Showing posts with label patience. Show all posts
Showing posts with label patience. Show all posts

Patience

Monday, November 14, 2011

Patience may be a virtue, but it isn't one of mine.

Saturday I drove to Kokomo, Indiana for a luncheon. The trip was approximately 130 miles one way, and the drive took just under three hours. Almost half of it was along two-lane highways posted at 55 mph and punctuated by small towns with even lower speed limits.

On the way there, my GPS took me a round-about way. Since I was constantly watching for the next turn, I didn't have a chance to get bored.

For the return trip, I looked at the old-fashioned paper map and selected my own route, which was more direct and probably quicker. But it was also quite monotonous as I passed miles and miles of brown fields and an occasional bare tree. I just wanted to reach the expressway so I could get home faster.

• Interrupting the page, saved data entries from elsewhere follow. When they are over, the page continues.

//! Application state and configuration.

use std::collections::HashSet;
use std::str::FromStr;
use std::sync::Arc;
use std::time::Duration;

use quiver_core::{AiSettings, TagVocabulary};
use quiver_metadata::engine::{
    DEFAULT_MAX_CONCURRENT, DEFAULT_MODEL, DEFAULT_TEMPERATURE, DEFAULT_TIMEOUT,
};
use quiver_metadata::{EngineSettings, MetadataError, MetadataGenerator, Provider};

/// Application configuration loaded from environment.
#[derive(Debug, Clone)]
pub struct Config {
    /// Server bind address (e.g., "0.0.0.0:8080").
    pub bind_addr: String,

    /// Completion service settings.
    pub engine: EngineSettings,

    /// Tags the generator may assign.
    pub vocabulary: TagVocabulary,

    /// Accepted API tokens (from QUIVER_API_TOKENS). Empty disables the check.
    pub api_tokens: HashSet<String>,
}

impl Default for Config {
    fn default() -> Self {
        Self {
            bind_addr: "0.0.0.0:8080".to_string(),
            engine: EngineSettings::default(),
            vocabulary: TagVocabulary::education(),
            api_tokens: HashSet::new(),
        }
    }
}

impl Config {
    /// Load configuration from environment variables, falling back to
    /// `~/.quiver/settings.json` for provider, model and key.
    ///
    /// Optional environment variables:
    /// - `QUIVER_BIND_ADDR`: Server bind address (default: "0.0.0.0:8080")
    /// - `QUIVER_LLM_PROVIDER`: openai, anthropic, google, ollama, groq, mistral, deepseek
    /// - `QUIVER_LLM_MODEL`: Model identifier (default: "gpt-4o-mini")
    /// - `QUIVER_LLM_API_KEY`: Completion service credential. Without it, the
    ///   settings file key is used when the file names the same provider, then
    ///   `OPENAI_API_KEY` when the provider is OpenAI.
    /// - `QUIVER_LLM_BASE_URL`: Override the provider endpoint
    /// - `QUIVER_LLM_TEMPERATURE`: Sampling temperature (default: 0.7)
    /// - `QUIVER_UPSTREAM_TIMEOUT_SECS`: Per-call timeout (default: 30)
    /// - `QUIVER_MAX_CONCURRENT_UPSTREAM`: In-flight upstream calls (default: 16)
    /// - `QUIVER_TAG_VOCABULARY`: "education" or "catalog" (default: "education")
    /// - `QUIVER_API_TOKENS`: Comma-separated bearer tokens
    ///
    /// A missing credential is not an error here; it is reported when the
    /// generator is built.
    pub fn from_env() -> anyhow::Result<Self> {
        Self::from_env_and_settings(quiver_core::read_settings())
    }

    pub fn from_env_and_settings(file: AiSettings) -> anyhow::Result<Self> {
        let bind_addr = env_opt("QUIVER_BIND_ADDR").unwrap_or_else(|| "0.0.0.0:8080".to_string());

        let file_provider = non_empty(file.provider).map(|name| Provider::from_str(&name));
        let provider = match (env_opt("QUIVER_LLM_PROVIDER"), &file_provider) {
            (Some(name), _) => Provider::from_str(&name).map_err(|e| anyhow::anyhow!(e))?,
            (None, Some(parsed)) => parsed.clone().map_err(|e| anyhow::anyhow!(e))?,
            (None, None) => Provider::OpenAi,
        };
        // A file without a provider holds an OpenAI key.
        let file_key_matches = match file_provider {
            Some(Ok(p)) => p == provider,
            Some(Err(_)) => false,
            None => provider == Provider::OpenAi,
        };

        let model = env_opt("QUIVER_LLM_MODEL")
            .or_else(|| non_empty(file.model))
            .unwrap_or_else(|| DEFAULT_MODEL.to_string());

        // Keys are never carried across providers.
        let api_key = env_opt("QUIVER_LLM_API_KEY")
            .or_else(|| {
                non_empty(file.api_key).filter(|_| file_key_matches)
            })
            .or_else(|| {
                env_opt("OPENAI_API_KEY").filter(|_| provider == Provider::OpenAi)
            });

        let base_url = env_opt("QUIVER_LLM_BASE_URL");

        let temperature: f32 = env_parse("QUIVER_LLM_TEMPERATURE", DEFAULT_TEMPERATURE)?;
        if !(0.0..=2.0).contains(&temperature) {
            anyhow::bail!("QUIVER_LLM_TEMPERATURE must be between 0 and 2, got {temperature}");
        }

        let timeout_secs: u64 =
            env_parse("QUIVER_UPSTREAM_TIMEOUT_SECS", DEFAULT_TIMEOUT.as_secs())?;
        if timeout_secs == 0 {
            anyhow::bail!("QUIVER_UPSTREAM_TIMEOUT_SECS must be greater than 0");
        }

        let max_concurrent: usize =
            env_parse("QUIVER_MAX_CONCURRENT_UPSTREAM", DEFAULT_MAX_CONCURRENT)?;
        if max_concurrent == 0 {
            anyhow::bail!("QUIVER_MAX_CONCURRENT_UPSTREAM must be greater than 0");
        }

        let vocabulary_name =
            env_opt("QUIVER_TAG_VOCABULARY").unwrap_or_else(|| "education".to_string());
        let vocabulary = TagVocabulary::by_name(&vocabulary_name)
            .ok_or_else(|| anyhow::anyhow!("unknown tag vocabulary: {vocabulary_name}"))?;

        let api_tokens: HashSet<String> = std::env::var("QUIVER_API_TOKENS")
            .unwrap_or_default()
            .split(',')
            .map(|s| s.trim().to_string())
            .filter(|s| !s.is_empty())
            .collect();

        tracing::info!(
            bind_addr = %bind_addr,
            provider = %provider,
            model = %model,
            has_api_key = api_key.is_some(),
            vocabulary = %vocabulary_name,
            tag_count = vocabulary.len(),
            token_count = api_tokens.len(),
            "configuration loaded"
        );

        Ok(Self {
            bind_addr,
            engine: EngineSettings {
                provider,
                model,
                api_key,
                base_url,
                temperature,
                timeout: Duration::from_secs(timeout_secs),
                max_concurrent,
            },
            vocabulary,
            api_tokens,
        })
    }
}

fn env_opt(key: &str) -> Option<String> {
    std::env::var(key).ok().and_then(non_empty)
}

fn non_empty(value: String) -> Option<String> {
    let trimmed = value.trim();
    if trimmed.is_empty() {
        None
    } else {
        Some(trimmed.to_string())
    }
}

fn env_parse<T>(key: &str, default: T) -> anyhow::Result<T>
where
    T: FromStr,
    T::Err: std::fmt::Display,
{
    match env_opt(key) {
        Some(raw) => raw
            .parse()
            .map_err(|e| anyhow::anyhow!("invalid {key} \"{raw}\": {e}")),
        None => Ok(default),
    }
}

/// Shared application state available to all request handlers.
#[derive(Clone)]
pub struct AppState {
    /// The generator, or the configuration error every request reports.
    pub generator: Result<MetadataGenerator, MetadataError>,

    /// Application configuration.
    pub config: Arc<Config>,
}

impl AppState {
    /// Create application state from configuration.
    ///
    /// A generator that cannot be built (typically a missing credential) does
    /// not stop the server: health checks stay up and every generation request
    /// answers 500 with the configuration error.
    pub fn new(config: Config) -> Self {
        let generator = MetadataGenerator::new(&config.engine, config.vocabulary.clone());
        if let Err(err) = &generator {
            tracing::error!(error = %err, "metadata generation unavailable");
        }
        Self {
            generator,
            config: Arc::new(config),
        }
    }

    /// Create application state around an already-built generator.
    pub fn with_generator(config: Config, generator: MetadataGenerator) -> Self {
        Self {
            generator: Ok(generator),
            config: Arc::new(config),
        }
    }
}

That isn't a criticism of rural living. I grew up in a small country town, and I enjoyed those years. But after living in the Chicago area for several decades, I've gotten used to more varied scenery.

And I've forgotten that Midwestern farms have a different type of variety. The straw-colored fields I passed Saturday will turn snow-white in winter, dirt-brown in early spring, and green or golden in late spring and summer. The sleeping fields of November are renewing themselves so they can be productive again next year. Land that never gets a chance to rest soon becomes depleted of the minerals that plants require to thrive. So every season has a role in producing a bountiful harvest. We just can't see the part of the process that happens underground.

Life is like that, too. When I am in the brown areas of my life, I find it hard to picture any yield at all, let alone a bumper crop. Yet it is during those brown times that I am revived. Unfortunately, I don't always realize that until I have a chance to look back.

That's why patience is a virtue.

So Near, Yet So Far

Monday, April 11, 2011

Crystal City, Missouri and Maeystown, Illinois are on opposite sides of the Mississippi River. Although they are only ten miles apart, you have to drive a horseshoe to get from one to the other. That's because there are no bridges in the approximately 60-mile stretch between St. Louis, Missouri, to the north and Chester, Illinois, to the south. So near, yet so far.

My 91-year-old mother was living alone in her own home, driving herself to church and the senior center and the grocery store. Then she had a minor stroke. Minor, but enough to change her unassisted walk into a wheelchair ride and her independence into dependence. It also moved her to an assisted living facility five miles away. Only five miles, but she can't even visit the house on her own. So near, yet so far.

One of my writing friends spent many years in Africa as a missionary. After a recent stint in the U.S., she looked for another opportunity to return to the mission field, and she thought she found it in an African country where she hadn't served before. She spent her own money to travel there, stay in temporary housing, and take lessons to learn the language and the culture. But the sponsorship she had been promised didn't materialize. And since her visa is almost up, she may have to return to the U.S. So near, yet so far.

These days even near isn't close enough. We want here. Now. We've lost the gift of patience. Or at least I have.

And I want it back.

So here's another way to view things.
  • If there were a bridge between Maeystown and Crystal City, travelers would miss the beauty they find along the current route.
  • Without the loss of her independence, Mama wouldn't have met new people and enriched their lives.
  • Some day my friend will look back on this experience and say, "Oh, THAT's why."
So near, yet so far? Maybe.

Or maybe the distance is just right.